Warning signs include a noticeable drop in visual sharpness, colors appearing washed out or different between the two eyes, and blind spots in your field of vision. Doctors look for at least two of these indicators: declining visual acuity, impaired color vision, optic disc swelling visible on exam, visual field defects, or an abnormal pupil response where one pupil reacts less to light than the other. Optic neuropathy is a medical emergency that requires urgent treatment, as prolonged compression can cause permanent vision loss.

Corneal ulceration is the other serious threat. When the eyes protrude far enough that the lids can’t close, the cornea dries out and becomes vulnerable to breakdown and infection.

How Doctors Assess Severity

To determine whether TED is in an active, treatable phase, doctors use a scoring system called the Clinical Activity Score.
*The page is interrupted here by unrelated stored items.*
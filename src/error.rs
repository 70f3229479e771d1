//! Error types for StrataKV
//!
//! Provides a unified error type for all operations.
//!
//! Incomplete data is not an error: a read restricted to the cache tier that
//! cannot answer reports `ReadOutcome::Incomplete` instead.

use thiserror::Error;

/// Result type alias using StrataError
pub type Result<T> = std::result::Result<T, StrataError>;

/// Unified error type for StrataKV operations
#[derive(Debug, Error)]
pub enum StrataError {
    // -------------------------------------------------------------------------
    // I/O Errors
    // -------------------------------------------------------------------------
    #[error("IO error: {0}")]
    Io(#[from] std::io::Error),

    // -------------------------------------------------------------------------
    // Storage Errors
    // -------------------------------------------------------------------------
    /// Checksum mismatch or malformed on-disk data. Never retried.
    #[error("Corruption detected: {0}")]
    Corruption(String),

    #[error("Storage error: {0}")]
    Storage(String),

    // -------------------------------------------------------------------------
    // Serialization Errors
    // -------------------------------------------------------------------------
    #[error("Serialization error: {0}")]
    Serialization(String),

    // -------------------------------------------------------------------------
    // Configuration Errors
    // -------------------------------------------------------------------------
    #[error("Configuration error: {0}")]
    Config(String),

    #[error("Unknown or released snapshot: {0}")]
    UnknownSnapshot(u64),

    #[error("Invalid argument: {0}")]
    InvalidArgument(String),
}

impl StrataError {
    /// True for checksum and format failures.
    pub fn is_corruption(&self) -> bool {
        matches!(self, StrataError::Corruption(_))
    }

    /// True for errors caused by the caller's read or engine configuration.
    pub fn is_config(&self) -> bool {
        matches!(self, StrataError::Config(_) | StrataError::UnknownSnapshot(_))
    }
}

impl From<bincode::Error> for StrataError {
    fn from(err: bincode::Error) -> Self {
        StrataError::Serialization(err.to_string())
    }
}
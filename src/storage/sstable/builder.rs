//! SSTable Builder
//!
//! Writes sorted versioned entries to a new SSTable file.

use std::fs::{File, OpenOptions};
use std::io::{BufWriter, Seek, SeekFrom, Write};
use std::path::{Path, PathBuf};

use bytes::{BufMut, Bytes, BytesMut};

use crate::error::{Result, StrataError};
use crate::key::{InternalKey, SeqNo};
use crate::range_tombstone::RangeTombstone;

use super::block::encoded_len;
use super::{
    BlockHandle, DataBlock, SSTable, TableProperties, BLOCK_TRAILER_SIZE, HEADER_SIZE,
    INDEX_ENTRY_HEADER_SIZE, MAGIC, VERSION,
};

/// Builder for creating new SSTables from sorted entries
pub struct SSTableBuilder {
    /// Output file path
    path: PathBuf,
    /// Buffered writer for performance
    writer: BufWriter<File>,
    /// Target block size in bytes
    block_size: usize,
    /// Number of point entries written
    entry_count: u64,
    /// Current write position (for block handles)
    current_offset: u64,
    /// Entries of the block being filled
    block_buf: BytesMut,
    block_first_key: Option<Bytes>,
    block_last_key: Option<Bytes>,
    /// One handle per finished data block
    index: Vec<BlockHandle>,
    /// Last internal key added (ordering check)
    last_key: Option<InternalKey>,
    /// Track min/max keys for metadata
    min_key: Option<Bytes>,
    max_key: Option<Bytes>,
    max_seqno: SeqNo,
    range_tombstones: Vec<RangeTombstone>,
}

impl SSTableBuilder {
    /// Create a new SSTable builder
    ///
    /// Writes header immediately; call `add()`/`add_tombstone()` in internal
    /// key order, then `finish()` to write index, properties and footer.
    pub fn new(path: &Path, block_size: usize) -> Result<Self> {
        let file = OpenOptions::new()
            .create(true)
            .write(true)
            .truncate(true)
            .open(path)?;

        let mut writer = BufWriter::new(file);

        // Write header (entry_count placeholder, will be updated in finish)
        writer.write_all(MAGIC)?;
        writer.write_all(&VERSION.to_le_bytes())?;
        writer.write_all(&0u64.to_le_bytes())?;

        Ok(Self {
            path: path.to_path_buf(),
            writer,
            block_size: block_size.max(1),
            entry_count: 0,
            current_offset: HEADER_SIZE,
            block_buf: BytesMut::new(),
            block_first_key: None,
            block_last_key: None,
            index: Vec::new(),
            last_key: None,
            min_key: None,
            max_key: None,
            max_seqno: 0,
            range_tombstones: Vec::new(),
        })
    }

    /// Add a value version (must be called in internal key order)
    pub fn add(&mut self, key: &[u8], seqno: SeqNo, value: &[u8]) -> Result<()> {
        self.write_entry(key, seqno, Some(value))
    }

    /// Add a point tombstone (must be called in internal key order)
    pub fn add_tombstone(&mut self, key: &[u8], seqno: SeqNo) -> Result<()> {
        self.write_entry(key, seqno, None)
    }

    /// Add a range tombstone; stored in the properties block
    pub fn add_range_tombstone(&mut self, tombstone: RangeTombstone) -> Result<()> {
        if !tombstone.is_valid() {
            return Err(StrataError::InvalidArgument(
                "range tombstone start must be below end".to_string(),
            ));
        }
        self.max_seqno = self.max_seqno.max(tombstone.seqno);
        self.range_tombstones.push(tombstone);
        Ok(())
    }

    /// Internal: buffer an entry (value=None means tombstone)
    fn write_entry(&mut self, key: &[u8], seqno: SeqNo, value: Option<&[u8]>) -> Result<()> {
        let internal = InternalKey::new(Bytes::copy_from_slice(key), seqno);
        if let Some(last) = &self.last_key {
            if internal <= *last {
                return Err(StrataError::Storage(format!(
                    "entries added out of order: {:?}@{} after {:?}@{}",
                    internal.user_key,
                    seqno,
                    last.user_key,
                    last.seqno()
                )));
            }
        }

        // Cut blocks only between user keys so all versions of a key share a block
        let new_user_key = self.block_last_key.as_deref() != Some(key);
        if new_user_key && self.block_buf.len() >= self.block_size {
            self.finish_block()?;
        }

        DataBlock::encode_entry(&mut self.block_buf, key, seqno, value)?;

        if self.block_first_key.is_none() {
            self.block_first_key = Some(internal.user_key.clone());
        }
        self.block_last_key = Some(internal.user_key.clone());

        // Track min/max keys
        if self.min_key.is_none() {
            self.min_key = Some(internal.user_key.clone());
        }
        self.max_key = Some(internal.user_key.clone());
        self.max_seqno = self.max_seqno.max(seqno);

        self.last_key = Some(internal);
        self.entry_count += 1;

        Ok(())
    }

    /// Write the buffered block followed by its CRC32
    fn finish_block(&mut self) -> Result<()> {
        if self.block_buf.is_empty() {
            return Ok(());
        }

        let crc = crc32fast::hash(&self.block_buf);
        self.writer.write_all(&self.block_buf)?;
        self.writer.write_all(&crc.to_le_bytes())?;

        let size = self.block_buf.len() + BLOCK_TRAILER_SIZE;
        let encoded_size = u32::try_from(size).map_err(|_| {
            StrataError::Storage(format!("data block of {size} bytes is too large"))
        })?;
        self.index.push(BlockHandle {
            first_key: self.block_first_key.take().unwrap_or_default(),
            last_key: self.block_last_key.take().unwrap_or_default(),
            offset: self.current_offset,
            size: encoded_size,
        });

        self.current_offset += size as u64;
        self.block_buf.clear();
        Ok(())
    }

    /// Finish building: write index block, properties, footer and return metadata
    pub fn finish(mut self) -> Result<SSTable> {
        self.finish_block()?;

        // Index block: [first_len(4)][last_len(4)][offset(8)][size(4)][first][last]
        let index_offset = self.current_offset;
        let mut index_buf = BytesMut::new();
        for handle in &self.index {
            index_buf.reserve(
                INDEX_ENTRY_HEADER_SIZE + handle.first_key.len() + handle.last_key.len(),
            );
            index_buf.put_u32_le(encoded_len(handle.first_key.len(), "key")?);
            index_buf.put_u32_le(encoded_len(handle.last_key.len(), "key")?);
            index_buf.put_u64_le(handle.offset);
            index_buf.put_u32_le(handle.size);
            index_buf.put_slice(&handle.first_key);
            index_buf.put_slice(&handle.last_key);
        }
        let index_crc = crc32fast::hash(&index_buf);
        self.writer.write_all(&index_buf)?;

        // Properties block
        let props_offset = index_offset + index_buf.len() as u64;
        let properties = TableProperties {
            entry_count: self.entry_count,
            min_key: self.min_key.clone().unwrap_or_default(),
            max_key: self.max_key.clone().unwrap_or_default(),
            max_seqno: self.max_seqno,
            range_tombstones: std::mem::take(&mut self.range_tombstones),
        };
        let props_buf = bincode::serialize(&properties)?;
        let props_crc = crc32fast::hash(&props_buf);
        self.writer.write_all(&props_buf)?;

        // Footer
        self.writer.write_all(&index_offset.to_le_bytes())?;
        self.writer.write_all(&props_offset.to_le_bytes())?;
        self.writer.write_all(&index_crc.to_le_bytes())?;
        self.writer.write_all(&props_crc.to_le_bytes())?;

        self.writer.flush()?;

        // Seek back and update entry count in header
        let mut file = self.writer.into_inner().map_err(|e| {
            StrataError::Storage(format!("Failed to flush SSTable: {}", e))
        })?;
        file.seek(SeekFrom::Start(6))?; // After magic + version
        file.write_all(&self.entry_count.to_le_bytes())?;
        file.sync_all()?;

        let file_size = file.metadata()?.len();

        tracing::debug!(
            path = %self.path.display(),
            entries = self.entry_count,
            blocks = self.index.len(),
            file_size,
            "SSTable written"
        );

        Ok(SSTable {
            path: self.path,
            entry_count: self.entry_count,
            block_count: self.index.len(),
            min_key: properties.min_key,
            max_key: properties.max_key,
            max_seqno: properties.max_seqno,
            file_size,
        })
    }
}
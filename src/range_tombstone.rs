use bytes::Bytes;
use serde::{Deserialize, Serialize};

use crate::key::SeqNo;

/// Deletes every key in `[start_key, end_key)` written before `seqno`.
#[derive(Debug, Clone, PartialEq, Eq, Serialize, Deserialize)]
pub struct RangeTombstone {
    pub start_key: Bytes,
    pub end_key: Bytes,
    pub seqno: SeqNo,
}

impl RangeTombstone {
    pub fn new(start_key: Bytes, end_key: Bytes, seqno: SeqNo) -> Self {
        Self {
            start_key,
            end_key,
            seqno,
        }
    }

    /// Whether the version of `key` written at `key_seqno` is deleted for a
    /// reader at `snapshot_seqno`.
    pub fn covers(&self, key: &[u8], key_seqno: SeqNo, snapshot_seqno: SeqNo) -> bool {
        self.seqno <= snapshot_seqno
            && key_seqno < self.seqno
            && self.start_key.as_ref() <= key
            && key < self.end_key.as_ref()
    }

    pub fn is_valid(&self) -> bool {
        self.start_key.as_ref() < self.end_key.as_ref()
    }
}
It evaluates seven signs at initial assessment: spontaneous pain behind the eye, pain when trying to look around, redness of the eyelid, redness of the white of the eye, swelling of the small fleshy bump in the inner corner of the eye, swelling of the eyelids, and swelling of the clear membrane over the white of the eye. Each item scores one point, and a total of 3 or higher indicates active disease that may respond to anti-inflammatory treatment.

At follow-up visits, three additional measurements are added: increasing protrusion, decreasing eye movement range, and declining visual acuity, for a 10-point scale. This scoring guides treatment decisions, because therapies that target inflammation work best during the active phase and offer little benefit once the disease has burned out and left behind scar tissue.

Treatment Options

For mild disease, management focuses on comfort: lubricating eye drops, sunglasses for light sensitivity, and elevating the head during sleep to reduce morning puffiness. Selenium supplements have shown modest benefit in mild cases in European studies.

Moderate to severe active disease is treated with medications that suppress the immune-driven inflammation. Intravenous steroids given in a pulsed schedule over several weeks are a long-established first-line approach, sometimes combined with an immune-suppressing medication. The specific regimen varies by guidelines and individual circumstances.

A newer treatment that specifically blocks the growth factor receptor involved in orbital inflammation has shown striking results. In a pivotal clinical trial published in the New England Journal of Medicine, 78% of patients receiving this targeted therapy had a meaningful overall response, compared to just 7% on placebo. Eye protrusion decreased by an average of 2.82 mm (versus 0.54 mm with placebo), and 68% of patients with double vision saw improvement compared to 29% on placebo. This therapy works by interrupting the receptor partnership that drives fibroblast activation, directly addressing the root mechanism rather than broadly suppressing inflammation.

Once the disease reaches its inactive phase, residual changes like persistent protrusion, lid retraction, or double vision from scarred muscles can be addressed surgically. These procedures are typically staged: orbital decompression to reduce bulging first, then muscle surgery to correct alignment, and finally lid surgery to improve appearance and protect the cornea. Surgery is generally delayed until the disease has been stable for at least six months to avoid operating on tissues that are still changing.